Because it’s a good gig

Dr. Danielle Ofri wonders why anyone wants to be a doctor any longer.

You hear it all the time from doctors — they would never choose medicine if they had it to do all over again. It’s practically a mantra, with the subtle implication that the current generation of doctors consists of mere technicians.

When I first started in practice, I found such comments both perplexing and annoying. I loved medicine and was excited to come to work every day. I considered those naysayers jaded has-beens, fusty old-timers pining away for the nonexistent “days of the giants.”
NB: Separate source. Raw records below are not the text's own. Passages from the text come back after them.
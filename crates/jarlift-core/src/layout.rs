use crate::AppConfig;

/// Remote paths and the exact shell commands derived from them.
#[derive(Debug, Clone, PartialEq, Eq)]
pub struct AppLayout {
    workdir: String,
    exec: String,
    jar_name: String,
    backup_label: String,
}

impl AppLayout {
    pub fn new(app: &AppConfig) -> Self {
        let trimmed = app.workdir.trim_end_matches('/');
        let workdir = if trimmed.is_empty() { "/" } else { trimmed };
        Self {
            workdir: workdir.to_string(),
            exec: app.exec.clone(),
            jar_name: app.jar_name.clone(),
            backup_label: app.backup_label.clone(),
        }
    }

    pub fn workdir(&self) -> &str {
        &self.workdir
    }

    pub fn jar_path(&self) -> String {
        join_path(&self.workdir, &self.jar_name)
    }

    pub fn versions_dir(&self) -> String {
        join_path(&self.workdir, "versions")
    }

    pub fn jar_stem(&self) -> &str {
        self.jar_name
            .strip_suffix(".jar")
            .unwrap_or(self.jar_name.as_str())
    }

    pub fn backup_jar_path(&self) -> String {
        join_path(
            &self.versions_dir(),
            &format!("{}@{}.jar", self.jar_stem(), self.backup_label),
        )
    }

    pub fn staged_archive_path(&self) -> String {
        join_path(&self.versions_dir(), &format!("{}.zst", self.jar_name))
    }

    pub fn staged_jar_path(&self) -> String {
        join_path(&self.versions_dir(), &self.jar_name)
    }

    pub fn version_command(&self) -> String {
        format!("cd {} && {} -version", self.workdir, self.exec)
    }

    pub fn backup_command(&self) -> String {
        format!("cp {} {}", self.jar_path(), self.backup_jar_path())
    }

    pub fn decompress_command(&self) -> String {
        format!("zstd -d {}", self.staged_archive_path())
    }

    pub fn install_command(&self) -> String {
        format!("cp {} {}", self.staged_jar_path(), self.jar_path())
    }

    pub fn restore_command(&self) -> String {
        format!("cp {} {}", self.backup_jar_path(), self.jar_path())
    }

    pub fn query_command(&self, query: &str) -> String {
        format!("cd {} && {} -query '{}'", self.workdir, self.exec, query)
    }
}

fn join_path(dir: &str, name: &str) -> String {
    if dir.ends_with('/') {
        format!("{dir}{name}")
    } else {
        format!("{dir}/{name}")
    }
}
However, as the years have passed, the warts of medicine have grown more conspicuous to me. During some of the more stressful days — crushed by impossible time constraints and ever more onerous bureaucratic demands — I can’t deny that the thought of giving up clinical practice has crossed my mind. Life would be so much easier….

Yet, each year, a new wave of enthusiastic medical students floods our clinics and our wards. Part of me always wonders: Why do these students still choose to become doctors?
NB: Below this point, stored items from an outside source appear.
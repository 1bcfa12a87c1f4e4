use prettytable::format::{FormatBuilder, LinePosition, LineSeparator, TableFormat};
use prettytable::{Cell, Row, Table};

use crate::ReportTable;

/// Bordered grid: `-` between rows, `=` under the header, `|` between cells.
/// Missing grades render as empty cells.
pub fn render_grid(report: &ReportTable) -> String {
    let mut table = Table::new();
    table.set_format(grid_format());

    let mut header = vec![Cell::new(ReportTable::INDEX_HEADER)];
    header.extend(report.column_labels().iter().map(|label| Cell::new(label)));
    table.set_titles(Row::new(header));

    for (row_idx, student) in report.row_labels().iter().enumerate() {
        let mut cells = vec![Cell::new(student)];
        cells.extend(
            (0..report.column_labels().len())
                .map(|col_idx| Cell::new(report.cell_at(row_idx, col_idx).unwrap_or(""))),
        );
        table.add_row(Row::new(cells));
    }

    table.to_string()
}

fn grid_format() -> TableFormat {
    let rule = LineSeparator::new('-', '+', '+', '+');
    FormatBuilder::new()
        .column_separator('|')
        .borders('|')
        .separators(&[LinePosition::Top, LinePosition::Intern, LinePosition::Bottom], rule)
        .separator(LinePosition::Title, LineSeparator::new('=', '+', '+', '+'))
        .padding(1, 1)
        .build()
}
I’ll get the whining over with first.  Yes, practicing medicine can be a gigantic pain in the ass.  You have to deal with illness and injury as a routine part of the job, and as a result you often have to deal with people during their most vulnerable, fearful or angry moments.  You have to wrangle with insurance companies and licensure boards and bureaucracies.  Often your job will require long hours or lost sleep or trips to the wards on weekends.  Much of your job will suck.

It’s still a good gig.

First of all, I’m pretty sure that most professions have aspects that make them a pain in the ass, as well.  I can think of one lawyer whose job isn’t all beer and skittles.  I am closely related to a couple of engineers, and neither lives a life of unadulterated leisure.  Any job worth anything has its crappy bits.
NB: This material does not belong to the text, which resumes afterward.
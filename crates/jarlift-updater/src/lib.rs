mod sequencer;
mod types;

pub use sequencer::UpdateSequencer;
pub use types::{UpdateOutcome, UpdateState, UpdateStatus, UpdateStep};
Every applicant to medical school gets asked why they want to be a doctor, and the correct answer is “Because I want to help people.”  You can add in other stuff about science and the wonder of the human body, etc., but you must say you want to help people.  (In the film “Gross Anatomy,” Matthew Modine is pressed to give an honest answer to the question after saying he wants to help people, and he grins and says “Money.”  In real life, he would have been shit-canned faster than a Vanilla Ice greatest hits album.)  And you know what?  It had damn well better be true.  If, at the heart of your goal of becoming a doctor there is not a sincere desire to help people, you will be miserable.  But of course if you do want to help people, then there’s a tremendous reward in becoming a doctor.  Few other professions offer the same opportunity to make people’s lives better.  That goes a long, long way.

But let’s get back to Matthew Modine’s answer.  Dr. Ofri writes:

It certainly can’t be the money — Wall Street is the faster and more reliable route to wealth, as evidenced by the skyrocketing of applications to M.B.A. programs.

If you’re going into medicine just for the money, then she’s right.  You’re picking the wrong job.  (For the record, I know that I would hate a job in the financial sector far more than any crappy part of being a physician.)

However, I’m going to share some truth with you.  Men, take a good slug of fortifying tonic.  Ladies, loosen your girdles and pull your fainting couches way up close.  (For the best “brace yourself” advice I’ve read in a while, see here.)  I’m about to be really honest.  Lean in close so you can hear me whisper.

The money doesn’t hurt.  And I probably wouldn’t take this job for substantially less.

I know, I know.  You’re not sure how you can go on living in a world so cold as this.  I’m sorry for ripping the veil from your eyes.  Be strong.

So yes, one of the pluses of being a doctor is that you make a comfortable living and your job is generally pretty secure.  Part of the reason I chose to do what I do is that I wanted to know I could live a financially stable life.  I made it through residency and fellowship in large part because of the knowledge that my salary would multiple several times over once I was done.  And there are sufficient frustrations and challenges to this profession that if I hadn’t known that, I would likely not have chosen it. Having been accused of using “over-artful” phraseology recently, I’ll just lay it out there and run the risk that you will think me horribly venal.

Even though I’d rather not have to field questions in the middle of the night, or go through the tedium of renewing my license every couple of years and keeping my credentials current, or worried about getting sued, it’s still a good gig.  I get to help people.  It’s interesting work.  I make a good living.  It can be a pain in the ass, but (in the words of the late, great Peter Falk) it’s not cancer either.

Russell Saunders

Russell Saunders is the ridiculously flimsy pseudonym of a pediatrician in New England. He has a husband, three sons, daughter, cat and dog, though not in that order. He enjoys reading, running and cooking. He can be contacted at blindeddoc using his Gmail account. Twitter types can follow him @russellsaunder1.

2 Comments

  1. The trick to paying people is to pay them enough that money is not a concern. Paying them more than that really doesn’t change their motivations much.

    The flip side to this is that “enough that money is not a concern” is a moving target. A software programmer in her mid-20s living in a flop in SF might take $60K/yr with some options to sweeten the deal. The same software programmer looking to stay in SF but adding a marriage, a child, and a mortgage is going to need a heck of a hike in cheddar.